*TO DO:*
If a line in the entries contains the word "their", list it.

Stored items:
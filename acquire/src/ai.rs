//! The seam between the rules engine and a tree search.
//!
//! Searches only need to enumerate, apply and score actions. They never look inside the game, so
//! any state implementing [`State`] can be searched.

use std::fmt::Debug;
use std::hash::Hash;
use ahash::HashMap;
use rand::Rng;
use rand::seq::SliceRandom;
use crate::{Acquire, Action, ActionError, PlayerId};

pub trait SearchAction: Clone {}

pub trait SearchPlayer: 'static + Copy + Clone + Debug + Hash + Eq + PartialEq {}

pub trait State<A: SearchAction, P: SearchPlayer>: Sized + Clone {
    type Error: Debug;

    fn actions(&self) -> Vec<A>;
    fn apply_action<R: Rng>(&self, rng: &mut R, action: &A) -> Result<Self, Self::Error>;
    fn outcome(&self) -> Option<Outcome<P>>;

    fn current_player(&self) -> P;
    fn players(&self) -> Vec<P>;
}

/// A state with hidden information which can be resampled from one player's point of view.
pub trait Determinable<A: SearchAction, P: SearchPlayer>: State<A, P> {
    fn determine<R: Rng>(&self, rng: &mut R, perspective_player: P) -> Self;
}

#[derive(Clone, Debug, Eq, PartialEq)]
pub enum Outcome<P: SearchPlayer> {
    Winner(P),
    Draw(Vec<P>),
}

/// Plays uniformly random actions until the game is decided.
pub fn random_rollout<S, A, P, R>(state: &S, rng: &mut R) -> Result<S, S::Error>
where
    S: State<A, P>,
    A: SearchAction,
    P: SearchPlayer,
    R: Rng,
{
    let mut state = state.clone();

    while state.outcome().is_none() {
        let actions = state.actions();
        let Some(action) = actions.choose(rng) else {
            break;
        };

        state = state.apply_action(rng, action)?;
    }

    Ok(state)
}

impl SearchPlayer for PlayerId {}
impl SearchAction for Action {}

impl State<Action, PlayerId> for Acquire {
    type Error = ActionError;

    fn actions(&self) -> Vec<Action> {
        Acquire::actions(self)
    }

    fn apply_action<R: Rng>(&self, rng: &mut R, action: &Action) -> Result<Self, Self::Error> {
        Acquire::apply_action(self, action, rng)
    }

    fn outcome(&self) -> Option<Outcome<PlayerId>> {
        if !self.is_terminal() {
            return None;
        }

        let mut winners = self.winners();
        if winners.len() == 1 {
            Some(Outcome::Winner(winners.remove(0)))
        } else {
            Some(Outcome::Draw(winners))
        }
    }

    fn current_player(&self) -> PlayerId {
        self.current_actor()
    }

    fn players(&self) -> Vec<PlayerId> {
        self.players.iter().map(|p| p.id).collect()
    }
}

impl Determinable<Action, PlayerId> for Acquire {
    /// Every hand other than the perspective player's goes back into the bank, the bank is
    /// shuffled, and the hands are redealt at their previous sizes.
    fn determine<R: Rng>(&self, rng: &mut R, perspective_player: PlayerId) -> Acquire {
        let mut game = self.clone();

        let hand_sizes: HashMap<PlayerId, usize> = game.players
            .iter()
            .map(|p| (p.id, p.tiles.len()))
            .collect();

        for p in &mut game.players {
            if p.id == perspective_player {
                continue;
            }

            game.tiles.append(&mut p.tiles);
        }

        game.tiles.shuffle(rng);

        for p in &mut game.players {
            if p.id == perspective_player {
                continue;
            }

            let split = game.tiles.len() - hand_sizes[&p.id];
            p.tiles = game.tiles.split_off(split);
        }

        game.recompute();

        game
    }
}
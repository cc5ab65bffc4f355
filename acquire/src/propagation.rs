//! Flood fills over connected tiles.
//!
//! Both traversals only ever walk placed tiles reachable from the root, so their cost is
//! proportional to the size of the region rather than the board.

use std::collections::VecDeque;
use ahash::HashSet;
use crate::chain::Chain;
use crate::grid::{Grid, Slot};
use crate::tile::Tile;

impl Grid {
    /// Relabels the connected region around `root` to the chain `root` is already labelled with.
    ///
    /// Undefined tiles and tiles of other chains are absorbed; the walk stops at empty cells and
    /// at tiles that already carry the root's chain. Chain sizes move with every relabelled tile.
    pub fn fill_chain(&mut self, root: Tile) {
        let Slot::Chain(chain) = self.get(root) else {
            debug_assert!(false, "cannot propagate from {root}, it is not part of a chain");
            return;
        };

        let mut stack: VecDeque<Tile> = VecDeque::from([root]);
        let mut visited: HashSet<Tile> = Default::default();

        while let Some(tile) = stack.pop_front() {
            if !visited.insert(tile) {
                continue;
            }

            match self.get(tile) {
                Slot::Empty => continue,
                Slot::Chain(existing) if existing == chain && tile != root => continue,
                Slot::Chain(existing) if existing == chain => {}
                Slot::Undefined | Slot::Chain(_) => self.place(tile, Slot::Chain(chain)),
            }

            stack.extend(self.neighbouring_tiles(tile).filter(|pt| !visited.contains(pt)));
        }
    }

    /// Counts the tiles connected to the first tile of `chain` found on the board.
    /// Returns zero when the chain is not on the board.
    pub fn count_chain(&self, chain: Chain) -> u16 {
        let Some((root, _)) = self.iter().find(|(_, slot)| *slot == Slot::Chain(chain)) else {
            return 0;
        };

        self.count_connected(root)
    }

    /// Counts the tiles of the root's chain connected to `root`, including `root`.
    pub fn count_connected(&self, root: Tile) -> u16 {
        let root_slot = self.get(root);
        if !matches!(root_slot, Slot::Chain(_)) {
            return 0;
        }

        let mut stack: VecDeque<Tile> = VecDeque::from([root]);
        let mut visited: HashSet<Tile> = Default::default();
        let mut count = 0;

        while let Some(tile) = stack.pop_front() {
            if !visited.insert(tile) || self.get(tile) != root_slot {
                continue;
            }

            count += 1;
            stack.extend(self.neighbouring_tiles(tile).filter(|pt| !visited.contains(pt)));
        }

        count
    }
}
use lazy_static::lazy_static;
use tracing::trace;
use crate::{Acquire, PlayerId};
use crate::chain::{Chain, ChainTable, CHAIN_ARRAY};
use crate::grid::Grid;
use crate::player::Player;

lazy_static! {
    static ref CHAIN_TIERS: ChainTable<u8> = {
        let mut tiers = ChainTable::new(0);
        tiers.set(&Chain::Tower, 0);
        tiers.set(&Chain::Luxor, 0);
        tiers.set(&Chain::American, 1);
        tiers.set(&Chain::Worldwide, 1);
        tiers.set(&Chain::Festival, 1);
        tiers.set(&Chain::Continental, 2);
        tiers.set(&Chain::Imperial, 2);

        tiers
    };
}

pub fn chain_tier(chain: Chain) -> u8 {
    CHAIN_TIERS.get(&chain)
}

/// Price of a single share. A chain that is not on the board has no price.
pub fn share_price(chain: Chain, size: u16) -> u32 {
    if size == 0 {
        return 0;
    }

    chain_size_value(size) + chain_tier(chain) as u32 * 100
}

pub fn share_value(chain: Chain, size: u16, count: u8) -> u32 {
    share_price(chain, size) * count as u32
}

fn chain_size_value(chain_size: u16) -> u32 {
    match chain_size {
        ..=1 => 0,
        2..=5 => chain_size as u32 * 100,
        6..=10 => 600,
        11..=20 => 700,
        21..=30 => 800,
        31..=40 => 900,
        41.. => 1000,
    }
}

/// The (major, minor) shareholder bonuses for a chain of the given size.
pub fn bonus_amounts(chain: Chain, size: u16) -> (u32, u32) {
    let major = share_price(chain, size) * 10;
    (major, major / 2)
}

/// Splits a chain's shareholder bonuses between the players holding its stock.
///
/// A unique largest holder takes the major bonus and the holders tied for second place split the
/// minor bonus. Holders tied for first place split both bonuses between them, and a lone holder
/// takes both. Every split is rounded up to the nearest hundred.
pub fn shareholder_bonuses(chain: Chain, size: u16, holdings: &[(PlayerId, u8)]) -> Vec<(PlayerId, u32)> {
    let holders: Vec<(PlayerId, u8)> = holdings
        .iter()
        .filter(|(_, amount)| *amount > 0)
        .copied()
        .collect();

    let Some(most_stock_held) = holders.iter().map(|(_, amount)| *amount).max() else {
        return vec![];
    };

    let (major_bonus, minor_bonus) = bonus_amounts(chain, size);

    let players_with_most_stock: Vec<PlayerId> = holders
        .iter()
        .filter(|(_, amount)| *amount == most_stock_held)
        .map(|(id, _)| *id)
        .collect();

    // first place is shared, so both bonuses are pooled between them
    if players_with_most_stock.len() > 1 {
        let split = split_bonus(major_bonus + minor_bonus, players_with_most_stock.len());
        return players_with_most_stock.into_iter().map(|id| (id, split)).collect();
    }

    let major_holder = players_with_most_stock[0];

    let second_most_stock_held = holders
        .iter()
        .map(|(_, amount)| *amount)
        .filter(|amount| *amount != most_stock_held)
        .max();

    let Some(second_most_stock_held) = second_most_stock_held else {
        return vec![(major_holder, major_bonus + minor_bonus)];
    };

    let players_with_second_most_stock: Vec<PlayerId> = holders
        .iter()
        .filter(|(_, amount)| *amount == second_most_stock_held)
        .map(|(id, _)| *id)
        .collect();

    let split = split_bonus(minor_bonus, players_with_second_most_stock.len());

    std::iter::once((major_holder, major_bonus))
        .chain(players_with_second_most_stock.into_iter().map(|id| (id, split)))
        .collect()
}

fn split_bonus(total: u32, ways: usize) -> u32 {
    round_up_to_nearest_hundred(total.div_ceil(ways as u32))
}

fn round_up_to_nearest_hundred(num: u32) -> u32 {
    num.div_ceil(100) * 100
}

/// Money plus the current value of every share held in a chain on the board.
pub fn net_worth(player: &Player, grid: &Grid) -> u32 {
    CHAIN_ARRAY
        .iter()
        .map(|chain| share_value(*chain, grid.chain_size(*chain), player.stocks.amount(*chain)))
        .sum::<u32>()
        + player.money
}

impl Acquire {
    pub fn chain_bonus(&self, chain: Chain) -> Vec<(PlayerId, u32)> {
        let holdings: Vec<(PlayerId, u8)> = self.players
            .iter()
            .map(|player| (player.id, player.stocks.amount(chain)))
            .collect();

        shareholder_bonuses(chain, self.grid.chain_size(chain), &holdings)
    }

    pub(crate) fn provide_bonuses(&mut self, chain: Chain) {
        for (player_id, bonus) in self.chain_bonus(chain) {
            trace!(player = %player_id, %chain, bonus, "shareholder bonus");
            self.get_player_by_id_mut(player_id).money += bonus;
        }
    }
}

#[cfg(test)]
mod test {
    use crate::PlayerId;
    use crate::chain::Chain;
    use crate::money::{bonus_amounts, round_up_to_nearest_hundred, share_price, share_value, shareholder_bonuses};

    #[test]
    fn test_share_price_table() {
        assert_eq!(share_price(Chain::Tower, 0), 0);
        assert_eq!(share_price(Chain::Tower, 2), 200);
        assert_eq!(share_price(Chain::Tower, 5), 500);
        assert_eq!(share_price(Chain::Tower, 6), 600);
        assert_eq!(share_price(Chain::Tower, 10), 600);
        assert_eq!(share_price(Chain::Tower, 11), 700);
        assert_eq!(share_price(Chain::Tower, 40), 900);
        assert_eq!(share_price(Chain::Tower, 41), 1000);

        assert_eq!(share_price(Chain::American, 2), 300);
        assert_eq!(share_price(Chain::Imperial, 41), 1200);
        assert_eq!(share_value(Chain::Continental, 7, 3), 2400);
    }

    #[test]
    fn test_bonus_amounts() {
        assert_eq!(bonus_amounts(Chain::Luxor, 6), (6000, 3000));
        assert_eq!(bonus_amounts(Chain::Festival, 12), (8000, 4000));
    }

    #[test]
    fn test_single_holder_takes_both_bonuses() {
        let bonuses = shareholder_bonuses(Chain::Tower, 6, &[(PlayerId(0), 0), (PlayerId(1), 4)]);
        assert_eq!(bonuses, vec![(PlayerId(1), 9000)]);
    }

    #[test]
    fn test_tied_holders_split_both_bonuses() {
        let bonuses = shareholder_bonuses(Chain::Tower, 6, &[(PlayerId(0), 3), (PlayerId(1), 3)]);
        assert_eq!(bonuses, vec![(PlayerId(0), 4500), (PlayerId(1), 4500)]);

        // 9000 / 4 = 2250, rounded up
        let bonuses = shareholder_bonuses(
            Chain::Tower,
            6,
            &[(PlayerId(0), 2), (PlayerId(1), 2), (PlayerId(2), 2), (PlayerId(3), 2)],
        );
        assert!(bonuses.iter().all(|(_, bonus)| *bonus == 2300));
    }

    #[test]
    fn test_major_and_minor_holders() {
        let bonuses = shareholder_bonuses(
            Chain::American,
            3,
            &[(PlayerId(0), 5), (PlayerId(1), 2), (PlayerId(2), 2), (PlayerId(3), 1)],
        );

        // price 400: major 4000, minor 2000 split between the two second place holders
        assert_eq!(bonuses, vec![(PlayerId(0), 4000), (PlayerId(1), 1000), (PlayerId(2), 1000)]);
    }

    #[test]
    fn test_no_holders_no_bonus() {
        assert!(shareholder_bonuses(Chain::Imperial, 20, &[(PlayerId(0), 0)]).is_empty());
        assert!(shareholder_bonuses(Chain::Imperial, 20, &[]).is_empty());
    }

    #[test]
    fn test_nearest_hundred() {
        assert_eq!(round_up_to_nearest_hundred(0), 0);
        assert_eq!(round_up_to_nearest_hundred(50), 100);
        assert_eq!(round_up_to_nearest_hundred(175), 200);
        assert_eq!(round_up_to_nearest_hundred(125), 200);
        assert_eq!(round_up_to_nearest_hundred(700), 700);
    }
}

*EXERCISE OUTPUT:*
    /// shuffled, and the hands are redealt at their previous sizes.
//! Both traversals only ever walk placed tiles reachable from the root, so their cost is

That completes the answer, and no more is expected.